What this task involves. Your task is to quote the records from their first line through the line containing "pub trait BillingEventListener: Send", with nothing added or left out.

Source material.
⁂

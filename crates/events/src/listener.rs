use crate::{BillingEvent, EventEnvelope};

/// Consumer side of the billing client's callback contract.
///
/// A client holds exactly one listener and invokes it synchronously from a
/// single callback thread, in emission order. Implementations must not
/// block; they only mutate local state and invoke application callbacks.
pub trait BillingEventListener: Send {
    fn on_event(&mut self, envelope: EventEnvelope<BillingEvent>);
}

impl<F> BillingEventListener for F
where
    F: FnMut(EventEnvelope<BillingEvent>) + Send,
{
    fn on_event(&mut self, envelope: EventEnvelope<BillingEvent>) {
        self(envelope)
    }
}
use criterion::{black_box, criterion_group, criterion_main, BenchmarkId, Criterion, Throughput};

use std::sync::atomic::{AtomicUsize, Ordering};
use std::sync::Arc;

use chrono::Utc;

use billflow_core::{ProductId, ProductInfo, PurchaseRecord, PurchaseToken};
use billflow_events::BillingEvent;
use billflow_router::{ProductNotice, PurchaseEventRouter};

fn catalog_event(size: usize) -> BillingEvent {
    let products = (0..size)
        .map(|i| ProductInfo::new(ProductId::new(format!("product_{i}")), "$0.99"))
        .collect();
    BillingEvent::CatalogFetched { products }
}

fn completion_event(size: usize) -> BillingEvent {
    let purchases = (0..size)
        .map(|i| {
            PurchaseRecord::new(
                ProductId::new(format!("product_{i}")),
                PurchaseToken::new(format!("token_{i}")),
                None,
                1,
                Utc::now(),
            )
        })
        .collect();
    BillingEvent::PurchasesCompleted { purchases }
}

fn router_with_handlers(count: usize) -> (PurchaseEventRouter, Arc<AtomicUsize>) {
    let mut router = PurchaseEventRouter::new();
    let hits = Arc::new(AtomicUsize::new(0));
    for i in 0..count {
        let hits = hits.clone();
        router.register(format!("product_{i}").as_str(), move |_: ProductNotice<'_>| {
            hits.fetch_add(1, Ordering::Relaxed);
        });
    }
    (router, hits)
}

fn bench_catalog_dispatch(c: &mut Criterion) {
    let mut group = c.benchmark_group("catalog_dispatch");

    for size in [10usize, 100, 1_000] {
        group.throughput(Throughput::Elements(size as u64));

        group.bench_with_input(BenchmarkId::new("all_handled", size), &size, |b, &size| {
            let (mut router, _hits) = router_with_handlers(size);
            b.iter(|| {
                router.dispatch(black_box(catalog_event(size)));
                router.reset();
            });
        });

        group.bench_with_input(BenchmarkId::new("none_handled", size), &size, |b, &size| {
            let mut router = PurchaseEventRouter::new();
            b.iter(|| {
                router.dispatch(black_box(catalog_event(size)));
                router.reset();
            });
        });
    }

    group.finish();
}

fn bench_completion_dispatch(c: &mut Criterion) {
    let mut group = c.benchmark_group("completion_dispatch");

    for size in [10usize, 100, 1_000] {
        group.throughput(Throughput::Elements(size as u64));

        group.bench_with_input(BenchmarkId::new("all_handled", size), &size, |b, &size| {
            let (mut router, _hits) = router_with_handlers(size);
            b.iter(|| {
                router.dispatch(black_box(completion_event(size)));
                router.reset();
            });
        });
    }

    group.finish();
}

criterion_group!(benches, bench_catalog_dispatch, bench_completion_dispatch);
criterion_main!(benches);
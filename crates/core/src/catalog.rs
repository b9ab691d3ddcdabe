//! Catalog configuration: which product ids exist and what kind each is.

use std::collections::HashMap;

use serde::{Deserialize, Serialize};

use crate::error::CatalogError;
use crate::id::ProductId;
use crate::product::ProductKind;

/// Validated mapping from product id to product category.
///
/// Built from the three id lists handed to the billing client at
/// configuration time. The lists must be disjoint; ids are case-normalized
/// on the way in, so `"Coins_100"` and `"coins_100"` count as the same id.
#[derive(Debug, Clone, Default, PartialEq, Eq, Serialize, Deserialize)]
pub struct ProductCatalog {
    kinds: HashMap<ProductId, ProductKind>,
}

impl ProductCatalog {
    /// Build a catalog from the three category id lists.
    ///
    /// Fails on a blank id or an id appearing in more than one category
    /// (including twice in the same category).
    pub fn from_ids<I, S>(consumables: I, non_consumables: I, subscriptions: I) -> Result<Self, CatalogError>
    where
        I: IntoIterator<Item = S>,
        S: AsRef<str>,
    {
        let mut kinds = HashMap::new();

        for (ids, kind) in [
            (consumables, ProductKind::Consumable),
            (non_consumables, ProductKind::NonConsumable),
            (subscriptions, ProductKind::Subscription),
        ] {
            for raw in ids {
                let id = ProductId::new(raw);
                if id.is_empty() {
                    return Err(CatalogError::BlankId);
                }
                if kinds.insert(id.clone(), kind).is_some() {
                    return Err(CatalogError::OverlappingId(id));
                }
            }
        }

        Ok(Self { kinds })
    }

    pub fn kind_of(&self, id: &ProductId) -> Option<ProductKind> {
        self.kinds.get(id).copied()
    }

    pub fn contains(&self, id: &ProductId) -> bool {
        self.kinds.contains_key(id)
    }

    pub fn is_empty(&self) -> bool {
        self.kinds.is_empty()
    }

    pub fn len(&self) -> usize {
        self.kinds.len()
    }

    /// All configured ids of one category.
    pub fn ids_of_kind(&self, kind: ProductKind) -> impl Iterator<Item = &ProductId> {
        self.kinds
            .iter()
            .filter(move |(_, k)| **k == kind)
            .map(|(id, _)| id)
    }

    /// Whether any subscription products are configured.
    pub fn has_subscriptions(&self) -> bool {
        self.kinds.values().any(|k| *k == ProductKind::Subscription)
    }
}

#[cfg(test)]
mod tests {
    use super::*;

    #[test]
    fn builds_from_disjoint_id_lists() {
        let catalog = ProductCatalog::from_ids(
            vec!["coins_100", "coins_500"],
            vec!["premium_upgrade"],
            vec!["monthly_pass"],
        )
        .unwrap();

        assert_eq!(catalog.len(), 4);
        assert_eq!(
            catalog.kind_of(&ProductId::new("coins_100")),
            Some(ProductKind::Consumable)
        );
        assert_eq!(
            catalog.kind_of(&ProductId::new("premium_upgrade")),
            Some(ProductKind::NonConsumable)
        );
        assert_eq!(
            catalog.kind_of(&ProductId::new("monthly_pass")),
            Some(ProductKind::Subscription)
        );
        assert!(catalog.has_subscriptions());
    }

    #[test]
    fn lookup_is_case_insensitive() {
        let catalog =
            ProductCatalog::from_ids(vec!["Coins_100"], Vec::<&str>::new(), Vec::<&str>::new())
                .unwrap();

        assert!(catalog.contains(&ProductId::new("COINS_100")));
        assert_eq!(
            catalog.kind_of(&ProductId::new("coins_100")),
            Some(ProductKind::Consumable)
        );
    }

    #[test]
    fn rejects_id_in_two_categories() {
        let err = ProductCatalog::from_ids(
            vec!["coins_100"],
            vec!["coins_100"],
            Vec::<&str>::new(),
        )
        .unwrap_err();

        assert_eq!(err, CatalogError::OverlappingId(ProductId::new("coins_100")));
    }

    #[test]
    fn rejects_case_variant_duplicates_across_categories() {
        let err = ProductCatalog::from_ids(
            vec!["coins_100"],
            Vec::<&str>::new(),
            vec!["COINS_100"],
        )
        .unwrap_err();

        assert!(matches!(err, CatalogError::OverlappingId(_)));
    }

    #[test]
    fn rejects_blank_ids() {
        let err =
            ProductCatalog::from_ids(vec!["   "], Vec::<&str>::new(), Vec::<&str>::new())
                .unwrap_err();

        assert_eq!(err, CatalogError::BlankId);
    }

    #[test]
    fn ids_of_kind_filters_by_category() {
        let catalog = ProductCatalog::from_ids(
            vec!["coins_100", "coins_500"],
            vec!["premium_upgrade"],
            Vec::<&str>::new(),
        )
        .unwrap();

        let mut consumables: Vec<&ProductId> =
            catalog.ids_of_kind(ProductKind::Consumable).collect();
        consumables.sort();
        assert_eq!(
            consumables,
            vec![&ProductId::new("coins_100"), &ProductId::new("coins_500")]
        );
        assert!(!catalog.has_subscriptions());
    }
}
use serde::{Deserialize, Serialize};

use billflow_core::{BillingError, ProductInfo, PurchaseRecord};

/// One lifecycle notification from the billing client.
///
/// The client delivers these to its single registered listener, on one
/// callback thread, in emission order. Events are facts; whatever they
/// report has already happened inside the client.
#[derive(Debug, Clone, PartialEq, Eq, Serialize, Deserialize)]
pub enum BillingEvent {
    /// Catalog query finished; one entry per configured, purchasable id.
    CatalogFetched { products: Vec<ProductInfo> },

    /// Previously purchased, still-owned, non-consumed items reported at
    /// startup/resume (reinstall and multi-device sync recovery).
    OwnedPurchasesFetched { purchases: Vec<PurchaseRecord> },

    /// New transactions finished.
    PurchasesCompleted { purchases: Vec<PurchaseRecord> },

    /// The backend confirmed a non-consumable/subscription purchase.
    PurchaseAcknowledged { purchase: PurchaseRecord },

    /// A consumable purchase was marked spent.
    PurchaseConsumed { purchase: PurchaseRecord },

    /// Any failure inside the client.
    BillingFailed { error: BillingError },
}

impl BillingEvent {
    /// Stable event name for logging.
    pub fn event_type(&self) -> &'static str {
        match self {
            BillingEvent::CatalogFetched { .. } => "billing.catalog.fetched",
            BillingEvent::OwnedPurchasesFetched { .. } => "billing.owned.fetched",
            BillingEvent::PurchasesCompleted { .. } => "billing.purchase.completed",
            BillingEvent::PurchaseAcknowledged { .. } => "billing.purchase.acknowledged",
            BillingEvent::PurchaseConsumed { .. } => "billing.purchase.consumed",
            BillingEvent::BillingFailed { .. } => "billing.failed",
        }
    }
}

#[cfg(test)]
mod tests {
    use super::*;
    use billflow_core::{ErrorKind, ProductId};

    #[test]
    fn event_type_names_are_stable() {
        let event = BillingEvent::CatalogFetched {
            products: vec![ProductInfo::new(ProductId::new("coins_100"), "$0.99")],
        };
        assert_eq!(event.event_type(), "billing.catalog.fetched");

        let event = BillingEvent::BillingFailed {
            error: BillingError::new(ErrorKind::UserCanceled, 1, "canceled"),
        };
        assert_eq!(event.event_type(), "billing.failed");
    }
}
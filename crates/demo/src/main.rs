//! End-to-end demonstration of the billing façade.
//!
//! Wires a router with per-product reactions to the in-memory billing
//! client and replays a typical session: connect, buy a coin pack, buy a
//! permanent upgrade, start and cancel a subscription, and provoke a
//! billing error to show how it is surfaced.

use anyhow::Result;

use billflow_client::{BillingClient, ClientConfig, InMemoryBillingClient};
use billflow_core::ProductId;
use billflow_router::{ProductNotice, PurchaseEventRouter};

fn build_router() -> PurchaseEventRouter {
    let mut router = PurchaseEventRouter::new();

    router.register("coins_100", |notice: ProductNotice<'_>| match notice {
        ProductNotice::Listed { info } => {
            tracing::info!(price = info.display_price(), "coin pack listed");
        }
        ProductNotice::Purchased { purchase } => {
            tracing::info!(token = %purchase.purchase_token(), "coin pack purchased");
        }
        ProductNotice::Consumed { .. } => {
            tracing::info!("coin pack spent; 100 coins granted");
        }
        _ => {}
    });

    router.register("premium_upgrade", |notice: ProductNotice<'_>| match notice {
        ProductNotice::Acknowledged { purchase } => {
            tracing::info!(order = ?purchase.order_id(), "premium unlocked");
        }
        ProductNotice::OwnedRestored { .. } => {
            tracing::info!("premium restored from a previous install");
        }
        _ => {}
    });

    router.register("monthly_pass", |notice: ProductNotice<'_>| {
        if let ProductNotice::Acknowledged { purchase } = notice {
            tracing::info!(since = %purchase.purchased_at(), "monthly pass active");
        }
    });

    router
}

fn main() -> Result<()> {
    billflow_observability::init();

    let config = ClientConfig::builder()
        .consumable_ids(["coins_100", "coins_500", "coins_1000"])
        .non_consumable_ids(["premium_upgrade", "remove_ads", "level_pack"])
        .subscription_ids(["monthly_pass", "yearly_pass", "vip_pass"])
        .auto_acknowledge()
        .auto_consume()
        .license_key("license_key")
        .build()?;

    let mut client = InMemoryBillingClient::new(config, build_router())
        .with_price("coins_100", "$0.99")
        .with_price("coins_500", "$3.99")
        .with_price("premium_upgrade", "$9.99")
        .with_price("monthly_pass", "$4.99/month");

    client.connect();

    client.purchase(&ProductId::new("coins_100"));
    client.purchase(&ProductId::new("premium_upgrade"));
    client.subscribe(&ProductId::new("monthly_pass"));
    client.unsubscribe(&ProductId::new("monthly_pass"));

    // Not configured anywhere: surfaced to the user, not raised.
    client.purchase(&ProductId::new("mystery_box"));

    let router = client.listener_mut();
    println!(
        "catalog: {}",
        serde_json::to_string_pretty(router.catalog())?
    );
    for message in router.drain_surfaced_messages() {
        println!("user message [{}]: {}", message.kind(), message.text());
    }

    Ok(())
}
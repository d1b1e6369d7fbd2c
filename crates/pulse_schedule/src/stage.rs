//! Scheduling stages of the application loop.

use std::fmt;

/// A named phase of the loop; the scheduler's ordering and batching unit.
///
/// The first three stages run once at application start; the last three run
/// every frame. Within each group the stages execute in declaration order.
#[derive(Debug, Clone, Copy, PartialEq, Eq, Hash, PartialOrd, Ord)]
pub enum Stage {
    /// Runs once before the main [`Stage::Startup`] stage.
    PreStartup,
    /// Runs once at application initialisation.
    Startup,
    /// Runs once after [`Stage::Startup`] to finalise early initialisation.
    PostStartup,
    /// Runs every frame before the main [`Stage::Update`] stage.
    PreUpdate,
    /// Runs every frame for the main application logic.
    Update,
    /// Runs every frame after [`Stage::Update`] for cleanup and finalisation.
    PostUpdate,
}

impl Stage {
    /// The one-shot stages, in execution order.
    pub const STARTUP: [Stage; 3] = [Stage::PreStartup, Stage::Startup, Stage::PostStartup];

    /// The per-frame stages, in execution order.
    pub const FRAME: [Stage; 3] = [Stage::PreUpdate, Stage::Update, Stage::PostUpdate];
}

impl fmt::Display for Stage {
    fn fmt(&self, f: &mut fmt::Formatter<'_>) -> fmt::Result {
        let name = match self {
            Stage::PreStartup => "PreStartup",
            Stage::Startup => "Startup",
            Stage::PostStartup => "PostStartup",
            Stage::PreUpdate => "PreUpdate",
            Stage::Update => "Update",
            Stage::PostUpdate => "PostUpdate",
        };
        f.write_str(name)
    }
}

#[cfg(test)]
mod tests {
    use super::*;

    #[test]
    fn test_display_names() {
        assert_eq!(Stage::PreStartup.to_string(), "PreStartup");
        assert_eq!(Stage::Update.to_string(), "Update");
    }

    #[test]
    fn test_stage_groups_are_ordered() {
        assert!(Stage::STARTUP.windows(2).all(|w| w[0] < w[1]));
        assert!(Stage::FRAME.windows(2).all(|w| w[0] < w[1]));
        assert!(Stage::PostStartup < Stage::PreUpdate);
    }
}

⁂

Exercise result.
filename crates/events/src/listener.rs
use crate::{BillingEvent, EventEnvelope};

/// Consumer side of the billing client's callback contract.
///
/// A client holds exactly one listener and invokes it synchronously from a
/// single callback thread, in emission order. Implementations must not
/// block; they only mutate local state and invoke application callbacks.
pub trait BillingEventListener: Send {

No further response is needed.